INSTRUCTIONS FOR THE TASK:
From the first line to the last, write out the records exactly.

DATA FOR PROCESSING:

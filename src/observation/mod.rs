mod accessor;
mod snapshot;

pub use snapshot::{LocationKey, Snapshot, SnapshotBuilder, SymbolGrid};
pub mod config;
pub mod env;
pub mod error;
pub mod observation;
pub mod policy;

pub use crate::config::Settings;
pub use error::{EnvError, PolicyError};

pub use env::{RewardShapingEnv, ScriptedSimulator, Simulator, Transition};
pub use observation::{LocationKey, Snapshot, SymbolGrid};
pub use policy::{build_policy, RewardPolicy, StepContext, TaskKind, Verdict};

ANSWER BOX:
filename src/observation/mod.rs
mod accessor;
mod snapshot;

pub use snapshot::{LocationKey, Snapshot, SnapshotBuilder, SymbolGrid};
pub mod config;
pub mod env;
pub mod error;
pub mod observation;
pub mod policy;

pub use crate::config::Settings;
pub use error::{EnvError, PolicyError};

pub use env::{RewardShapingEnv, ScriptedSimulator, Simulator, Transition};
pub use observation::{LocationKey, Snapshot, SymbolGrid};
pub use policy::{build_policy, RewardPolicy, StepContext, TaskKind, Verdict};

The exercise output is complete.